Taking Control of Chronic Pain

Written by: Jennifer

For many people with chronic conditions, living with pain and physical discomfort has become a way of life. 

Indeed, chronic pain is now one of the most common problems plaguing Americans, with 1 in 3 adults affected by it. With chronic pain, living a full and active life may seem out of reach.  But it doesn’t have to be this way! On the contrary, it is possible to improve both your level of functioning and quality of life while reducing your chronic pain symptoms. The key, like many things in life, is to have the right skills, support, and direction. This guide will show you how. 

The Cycle of Chronic Pain 

When someone suffers from chronic pain, what happens is that their overall activity level diminishes and their muscles becomes weak and deconditioned, to the point that maybe even the slightest activity hurts. On top of that, pain often leads to feelings of anxiety, frustration, sadness, or stressfulness—emotions that further exacerbates the sensation of pain. 

Chronic Pain Cycles Chart

Endorphins: The Natural Painkiller 

The good news in all of this is that you do not need to be helpless in your pain. This is because your brain plays a big role in chronic pain–it acts as the gatekeeper with the ability to transmit as well as block pain. What does this mean for you? It means that your mindset–what you think and how you feel–makes a huge difference in the degree of physical pain that you perceive. 

Why is this? Your brain has the remarkable ability to secrete natural painkillers (called endorphins) that work very similarly to the pain medications you might take in the form of a pill. One of the keys to effectively controlling chronic pain symptoms, therefore, is to take advantage of this process by incorporating certain activities into your day that encourage the release of endorphins. How can you do this? With the Chronic Pain Toolbox! 

The Chronic Pain Toolbox 

#1 Accept…and Move On 

This is the first step in effectively self-managing your chronic pain. To be clear–acceptance is not about giving up. It is about acknowledging that something is there and that you have the willingness and determination to take control of it. Once you acknowledge your chronic condition, don’t stay in the same spot; rather, be encouraged to take the next step… 

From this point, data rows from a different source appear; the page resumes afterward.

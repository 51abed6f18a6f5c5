//! Nominatim reverse-geocoding client.

use super::{slugify_place, ResolvedPlace, ReverseGeocoder, UNKNOWN_PLACE};
use reqwest::blocking::Client;
use serde::Deserialize;
use std::time::Duration;
use tracing::warn;

const NOMINATIM_URL: &str = "https://nominatim.openstreetmap.org/reverse";
const DEFAULT_USER_AGENT: &str = "geotag-renamer/0.1 (contact: local-tool)";
const DEFAULT_TIMEOUT: Duration = Duration::from_secs(20);

/// Subset of the Nominatim `jsonv2` reverse response we care about
#[derive(Debug, Deserialize)]
struct ReverseResponse {
    #[serde(default)]
    display_name: String,
    #[serde(default)]
    name: Option<String>,
    #[serde(default)]
    address: AddressDetails,
}

#[derive(Debug, Default, Deserialize)]
struct AddressDetails {
    park: Option<String>,
    road: Option<String>,
    pedestrian: Option<String>,
    suburb: Option<String>,
    neighbourhood: Option<String>,
    city_district: Option<String>,
    city: Option<String>,
}

impl ReverseResponse {
    /// Pick the most specific usable place name: park beats road beats the
    /// broader district levels, with the feature's own name as last resort.
    fn place_candidate(&self) -> Option<&str> {
        [
            self.address.park.as_deref(),
            self.address.road.as_deref(),
            self.address.pedestrian.as_deref(),
            self.address.suburb.as_deref(),
            self.address.neighbourhood.as_deref(),
            self.address.city_district.as_deref(),
            self.address.city.as_deref(),
            self.name.as_deref(),
        ]
        .into_iter()
        .flatten()
        .find(|candidate| !candidate.trim().is_empty())
    }
}

/// Reverse geocoder backed by the public Nominatim service
pub struct NominatimGeocoder {
    client: Client,
    base_url: String,
}

impl NominatimGeocoder {
    /// Build a client with the default User-Agent and timeout.
    pub fn new() -> Self {
        Self::with_options(DEFAULT_USER_AGENT, DEFAULT_TIMEOUT)
    }

    /// Build a client with an explicit User-Agent and request timeout.
    /// Nominatim's usage policy requires an identifying User-Agent.
    pub fn with_options(user_agent: &str, timeout: Duration) -> Self {
        let client = Client::builder()
            .user_agent(user_agent.to_string())
            .timeout(timeout)
            .build()
            .expect("failed to build HTTP client");
        Self {
            client,
            base_url: NOMINATIM_URL.to_string(),
        }
    }

    /// Point the client at a different endpoint (self-hosted Nominatim,
    /// or a local test server).
    pub fn with_base_url(mut self, base_url: impl Into<String>) -> Self {
        self.base_url = base_url.into();
        self
    }

    fn request(&self, latitude: f64, longitude: f64) -> Option<ReverseResponse> {
        let response = self
            .client
            .get(&self.base_url)
            .query(&[
                ("lat", latitude.to_string()),
                ("lon", longitude.to_string()),
                ("format", "jsonv2".to_string()),
                ("addressdetails", "1".to_string()),
            ])
            .send()
            .ok()?
            .error_for_status()
            .ok()?;
        response.json::<ReverseResponse>().ok()
    }
}

impl Default for NominatimGeocoder {
    fn default() -> Self {
        Self::new()
    }
}

impl ReverseGeocoder for NominatimGeocoder {
    fn resolve(&self, latitude: f64, longitude: f64) -> ResolvedPlace {
        let Some(body) = self.request(latitude, longitude) else {
            warn!(latitude, longitude, "reverse geocoding request failed");
            return ResolvedPlace::unknown();
        };

        let slug = body
            .place_candidate()
            .map(slugify_place)
            .unwrap_or_else(|| UNKNOWN_PLACE.to_string());

        ResolvedPlace {
            address: body.display_name,
            slug,
        }
    }
}

#[cfg(test)]
mod tests {
    use super::*;

    fn parse(json: &str) -> ReverseResponse {
        serde_json::from_str(json).unwrap()
    }

    #[test]
    fn candidate_prefers_park_over_road() {
        let response = parse(
            r#"{
                "display_name": "Hatsinanpuisto, Leppävaara, Espoo, Finland",
                "address": {"park": "Hatsinanpuisto", "road": "Läkkisepänkuja", "city": "Espoo"}
            }"#,
        );
        assert_eq!(response.place_candidate(), Some("Hatsinanpuisto"));
    }

    #[test]
    fn candidate_falls_through_to_city() {
        let response = parse(
            r#"{"display_name": "Espoo, Finland", "address": {"city": "Espoo"}}"#,
        );
        assert_eq!(response.place_candidate(), Some("Espoo"));
    }

    #[test]
    fn candidate_uses_top_level_name_last() {
        let response = parse(
            r#"{"display_name": "Somewhere", "name": "Iso Omena", "address": {}}"#,
        );
        assert_eq!(response.place_candidate(), Some("Iso Omena"));
    }

    #[test]
    fn candidate_skips_empty_strings() {
        let response = parse(
            r#"{"display_name": "x", "address": {"park": "  ", "road": "Main Street"}}"#,
        );
        assert_eq!(response.place_candidate(), Some("Main Street"));
    }

    #[test]
    fn empty_response_has_no_candidate() {
        let response = parse(r#"{"display_name": ""}"#);
        assert_eq!(response.place_candidate(), None);
    }
}
//! # Cluster Module
//!
//! Partitions photo records into location groups and fixes the rename order.
//!
//! ## Grouping
//! Greedy single pass over the records in builder order: each record joins
//! the first existing group whose reference point (the coordinate of the
//! group's founding record) lies within the distance threshold, or founds a
//! new group. The guarantee is therefore asymmetric: every member is within
//! the threshold of its group's reference point, but two members of the same
//! group can be up to twice the threshold apart. Downstream sequence numbers
//! depend on this exact behavior, so it must not be "fixed" into a mutual
//! clustering.
//!
//! ## Within-group ordering
//! Records with a capture time come first. Records whose filename still
//! carries a previous run's `_<seq>[-<dup>]_<place>` pattern (with a matching
//! sequence number) keep their old relative order, which makes re-running the
//! tool on an already-renamed directory idempotent. Everything else sorts
//! last by name.

use crate::core::records::PhotoRecord;
use regex::Regex;
use std::collections::BTreeMap;
use tracing::debug;

/// Default distance threshold for treating two photos as the same spot
pub const DEFAULT_SAME_SPOT_METERS: f64 = 12.0;

const EARTH_RADIUS_METERS: f64 = 6_371_000.0;

/// Great-circle distance in meters between two WGS84 coordinates.
pub fn haversine_meters(lat1: f64, lon1: f64, lat2: f64, lon2: f64) -> f64 {
    let phi1 = lat1.to_radians();
    let phi2 = lat2.to_radians();
    let dphi = (lat2 - lat1).to_radians();
    let dlambda = (lon2 - lon1).to_radians();

    let a = (dphi / 2.0).sin().powi(2) + phi1.cos() * phi2.cos() * (dlambda / 2.0).sin().powi(2);
    let c = 2.0 * a.sqrt().atan2((1.0 - a).sqrt());
    EARTH_RADIUS_METERS * c
}

/// Parse `<anything>_<seq>[-<dup>]_<place>` out of a filename stem left by a
/// previous run. Returns `(sequence, duplicate)` with duplicate defaulting
/// to 0 when the `-<dup>` part is absent.
pub fn parse_legacy_name(filename: &str) -> Option<(usize, usize)> {
    let stem = filename.rsplit_once('.').map(|(s, _)| s).unwrap_or(filename);
    let pattern = Regex::new(r"^.*_(\d+)(?:-(\d+))?_(.+)$").unwrap();
    let captures = pattern.captures(stem)?;
    let sequence: usize = captures.get(1)?.as_str().parse().ok()?;
    let duplicate: usize = captures
        .get(2)
        .map(|m| m.as_str().parse().ok())
        .unwrap_or(Some(0))?;
    Some((sequence, duplicate))
}

/// A group's reference point: the coordinate of its first record
#[derive(Debug, Clone, Copy)]
pub struct ReferencePoint {
    pub latitude: f64,
    pub longitude: f64,
}

/// Assigns location groups, sequence numbers and duplicate indices
pub struct LocationClusterer {
    threshold_meters: f64,
}

impl LocationClusterer {
    pub fn new(threshold_meters: f64) -> Self {
        Self { threshold_meters }
    }

    /// Cluster `records` in place. Records must already be in builder order;
    /// group discovery order (and so every sequence number) follows from it.
    /// Returns the reference points, indexed by group id.
    pub fn assign_groups(&self, records: &mut [PhotoRecord]) -> Vec<ReferencePoint> {
        let mut reference_points: Vec<ReferencePoint> = Vec::new();

        for record in records.iter_mut() {
            let matched = reference_points.iter().position(|point| {
                haversine_meters(
                    record.latitude,
                    record.longitude,
                    point.latitude,
                    point.longitude,
                ) <= self.threshold_meters
            });

            let group = match matched {
                Some(index) => index,
                None => {
                    reference_points.push(ReferencePoint {
                        latitude: record.latitude,
                        longitude: record.longitude,
                    });
                    reference_points.len() - 1
                }
            };
            record.location_group = group;
            // Groups are discovered in record order, so the creation rank
            // doubles as the 1-based sequence number
            record.location_sequence = group + 1;
        }

        debug!(
            groups = reference_points.len(),
            records = records.len(),
            "assigned location groups"
        );

        self.assign_duplicate_indices(records);
        reference_points
    }

    /// Decide `duplicate_index` inside every group.
    fn assign_duplicate_indices(&self, records: &mut [PhotoRecord]) {
        let mut by_group: BTreeMap<usize, Vec<usize>> = BTreeMap::new();
        for (i, record) in records.iter().enumerate() {
            by_group.entry(record.location_group).or_default().push(i);
        }

        for (_, member_indices) in by_group {
            let mut ordered = member_indices;
            ordered.sort_by_cached_key(|&i| within_group_sort_key(&records[i]));
            for (rank, index) in ordered.into_iter().enumerate() {
                records[index].duplicate_index = rank;
            }
        }
    }
}

impl Default for LocationClusterer {
    fn default() -> Self {
        Self::new(DEFAULT_SAME_SPOT_METERS)
    }
}

/// Three-tier ordering: timed records, then legacy-named records whose
/// embedded sequence matches the group, then the rest.
fn within_group_sort_key(record: &PhotoRecord) -> (u8, chrono::DateTime<chrono::Utc>, usize, String) {
    if let Some(time) = record.capture_time {
        return (0, time, 0, record.original_name.clone());
    }
    if let Some((sequence, duplicate)) = parse_legacy_name(&record.original_name) {
        if sequence == record.location_sequence {
            return (
                1,
                chrono::DateTime::<chrono::Utc>::MIN_UTC,
                duplicate,
                record.original_name.clone(),
            );
        }
    }
    (
        2,
        chrono::DateTime::<chrono::Utc>::MIN_UTC,
        0,
        record.original_name.clone(),
    )
}

#[cfg(test)]
mod tests {
    use super::*;
    use crate::core::records::PhotoRecord;
    use chrono::{TimeZone, Utc};
    use std::path::PathBuf;

    fn record(name: &str, lat: f64, lon: f64, hour: Option<u32>) -> PhotoRecord {
        PhotoRecord {
            source_path: PathBuf::from(format!("/photos/{name}")),
            original_name: name.to_string(),
            capture_time: hour.map(|h| Utc.with_ymd_and_hms(2023, 6, 10, h, 0, 0).unwrap()),
            latitude: lat,
            longitude: lon,
            address: String::new(),
            place_slug: String::new(),
            location_group: 0,
            location_sequence: 0,
            duplicate_index: 0,
            new_name: String::new(),
        }
    }

    #[test]
    fn haversine_known_distance() {
        // Helsinki cathedral to Senate Square corner, roughly 100 m scale
        let d = haversine_meters(60.1699, 24.9384, 60.1699, 24.9385);
        assert!(d > 4.0 && d < 7.0, "expected ~5.5 m, got {d}");

        let far = haversine_meters(60.1699, 24.9384, 60.1800, 24.9500);
        assert!(far > 1_000.0 && far < 1_500.0, "expected ~1.3 km, got {far}");
    }

    #[test]
    fn haversine_zero_for_identical_points() {
        assert_eq!(haversine_meters(60.0, 24.0, 60.0, 24.0), 0.0);
    }

    #[test]
    fn nearby_photos_share_group_distant_photo_does_not() {
        // Two photos ~5 m apart and one ~1.3 km away
        let mut records = vec![
            record("a.jpg", 60.1699, 24.9384, Some(9)),
            record("b.jpg", 60.1699, 24.9385, Some(10)),
            record("c.jpg", 60.1800, 24.9500, Some(11)),
        ];
        let points = LocationClusterer::default().assign_groups(&mut records);

        assert_eq!(points.len(), 2);
        assert_eq!(records[0].location_sequence, 1);
        assert_eq!(records[1].location_sequence, 1);
        assert_eq!(records[2].location_sequence, 2);
        assert_eq!(records[0].duplicate_index, 0);
        assert_eq!(records[1].duplicate_index, 1);
        assert_eq!(records[2].duplicate_index, 0);
    }

    #[test]
    fn members_stay_within_threshold_of_reference_point() {
        let mut records = vec![
            record("a.jpg", 60.17000, 24.93840, Some(9)),
            record("b.jpg", 60.17005, 24.93840, Some(10)),
            record("c.jpg", 60.17010, 24.93840, Some(11)),
        ];
        let points = LocationClusterer::default().assign_groups(&mut records);

        for r in &records {
            let p = points[r.location_group];
            let d = haversine_meters(r.latitude, r.longitude, p.latitude, p.longitude);
            assert!(d <= DEFAULT_SAME_SPOT_METERS, "{} is {d} m from reference", r.original_name);
        }
    }

    #[test]
    fn chained_members_can_exceed_threshold_pairwise() {
        // b is ~8 m from a (the reference point), c is ~8 m from a on the
        // other side: all one group even though b and c are ~16 m apart.
        // 0.0001 deg latitude is about 11.1 m.
        let mut records = vec![
            record("a.jpg", 60.17000, 24.93840, Some(9)),
            record("b.jpg", 60.17007, 24.93840, Some(10)),
            record("c.jpg", 60.16993, 24.93840, Some(11)),
        ];
        let points = LocationClusterer::default().assign_groups(&mut records);

        assert_eq!(points.len(), 1);
        let pairwise = haversine_meters(
            records[1].latitude,
            records[1].longitude,
            records[2].latitude,
            records[2].longitude,
        );
        assert!(
            pairwise > DEFAULT_SAME_SPOT_METERS,
            "chain members expected further apart than the threshold, got {pairwise}"
        );
    }

    #[test]
    fn first_matching_group_wins_over_closer_later_group() {
        // Order-dependent greedy assignment: d is within threshold of both
        // group reference points, and joins the one created first.
        let mut records = vec![
            record("a.jpg", 60.17000, 24.93840, Some(9)),
            record("b.jpg", 60.17018, 24.93840, Some(10)), // ~20 m away, new group
            record("c.jpg", 60.17009, 24.93840, Some(11)), // within 12 m of both
        ];
        LocationClusterer::default().assign_groups(&mut records);

        assert_eq!(records[2].location_group, records[0].location_group);
    }

    #[test]
    fn duplicate_indices_are_contiguous_from_zero() {
        let mut records = vec![
            record("d.jpg", 60.17, 24.93, Some(12)),
            record("a.jpg", 60.17, 24.93, None),
            record("b.jpg", 60.17, 24.93, Some(9)),
            record("c.jpg", 60.17, 24.93, None),
        ];
        LocationClusterer::default().assign_groups(&mut records);

        let mut indices: Vec<usize> = records.iter().map(|r| r.duplicate_index).collect();
        indices.sort_unstable();
        assert_eq!(indices, vec![0, 1, 2, 3]);
        // Timed records outrank untimed ones
        assert_eq!(
            records.iter().find(|r| r.original_name == "b.jpg").unwrap().duplicate_index,
            0
        );
        assert_eq!(
            records.iter().find(|r| r.original_name == "d.jpg").unwrap().duplicate_index,
            1
        );
    }

    #[test]
    fn parse_legacy_name_variants() {
        assert_eq!(parse_legacy_name("Espoo_03_keskuspuisto.jpg"), Some((3, 0)));
        assert_eq!(parse_legacy_name("Espoo_03-2_keskuspuisto.jpg"), Some((3, 2)));
        assert_eq!(parse_legacy_name("IMG_1234.jpg"), None);
        assert_eq!(parse_legacy_name("holiday.jpg"), None);
    }

    #[test]
    fn legacy_names_preserve_prior_order_when_untimed() {
        // Re-run scenario: capture times no longer present, filenames carry
        // the previous run's sequence and duplicate numbers.
        let mut records = vec![
            record("Espoo_01-2_park.jpg", 60.17, 24.93, None),
            record("Espoo_01_park.jpg", 60.17, 24.93, None),
            record("Espoo_01-1_park.jpg", 60.17, 24.93, None),
        ];
        LocationClusterer::default().assign_groups(&mut records);

        let by_index: Vec<&str> = {
            let mut pairs: Vec<(usize, &str)> = records
                .iter()
                .map(|r| (r.duplicate_index, r.original_name.as_str()))
                .collect();
            pairs.sort_unstable();
            pairs.into_iter().map(|(_, n)| n).collect()
        };
        assert_eq!(
            by_index,
            vec!["Espoo_01_park.jpg", "Espoo_01-1_park.jpg", "Espoo_01-2_park.jpg"]
        );
    }

    #[test]
    fn legacy_name_with_wrong_sequence_loses_priority() {
        let mut records = vec![
            record("Espoo_07_park.jpg", 60.17, 24.93, None), // sequence 7 != 1
            record("aaa.jpg", 60.17, 24.93, None),
            record("Espoo_01_park.jpg", 60.17, 24.93, None),
        ];
        LocationClusterer::default().assign_groups(&mut records);

        assert_eq!(
            records.iter().find(|r| r.original_name == "Espoo_01_park.jpg").unwrap().duplicate_index,
            0
        );
        // The mismatched legacy name falls into the final tier alongside
        // plain names, ordered by raw filename ('E' < 'a' in byte order)
        let wrong = records.iter().find(|r| r.original_name == "Espoo_07_park.jpg").unwrap();
        let plain = records.iter().find(|r| r.original_name == "aaa.jpg").unwrap();
        assert_eq!(wrong.duplicate_index, 1);
        assert_eq!(plain.duplicate_index, 2);
    }
}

#2 Choose to Take Control 

Ask yourself: Are you currently taking control over your chronic pain or are you just coping? To cope means that your days are left to chance—some days are “good” and some are “bad.” In contrast, to take control is to take a proactive stance to carry out positive, planned actions (such as the ones below) that reduce the ‘luck’ element, so that you can be free to live your life…every day. 

#3 Prioritize & Plan 

Prioritizing and planning your days is an essential tool. Take a moment to consider what things are important in your life and remind yourself that it doesn’t need to be done all at once. Write down the things that you would like to do, and then choose the ones that are more important to you at that moment. Remind yourself to stay flexible. By setting priorities, you will have a starting point to lead you back into a more active life. 

#4 Action Plan Your Way to Success 

You may have the motivation to turn over a new leaf by doing all the things that you have been wanting to do, but resist the urge to jump in. Instead, use the Action Planning technique that you learned at the beginning of this program to set goals that are within your current power to reach. With larger goals, break them down into several manageable action plans. This strategy not only helps prevent fatigue and setback, but you will be able to look back and feel good about the progress you have made. 

#5 Track Your Progress 

Keeping a record of your day to day progress is the most effective way to truly see how far you have come. Our tendency is to underestimate our accomplishments–especially when we are taking small, steady steps. This can lead to frustration and discouragement. By recognizing and acknowledging the successes you have achieved, you can continue to build on them. 

#6 Release Those Endorphins! 

Exercise, stress management, and relaxation techniques are the three big triggers for endorphin release, which means that incorporating them into your days is a huge component of controlling chronic pain. You may have already learned and tried many of these techniques during this program. If so, be encouraged to continue doing them! The more you practice them, the more benefit you will find you can derive from them. 

#7 See the Big Picture 

As you incorporate the above tools into your days, you will see that pain does not need to be the center of life. By choosing to focus on your abilities, not your disabilities, you will grow stronger in your belief that you can live a full life despite having chronic pain. Remember, take things one day at a time. You’ll get there! 

#8 Reach Out to Others 

Once you have begun to find ways to manage your chronic pain, reach out and share what you know. Living with chronic pain is an ongoing learning experience. Being a successful self-manager means being open to giving and getting support from others.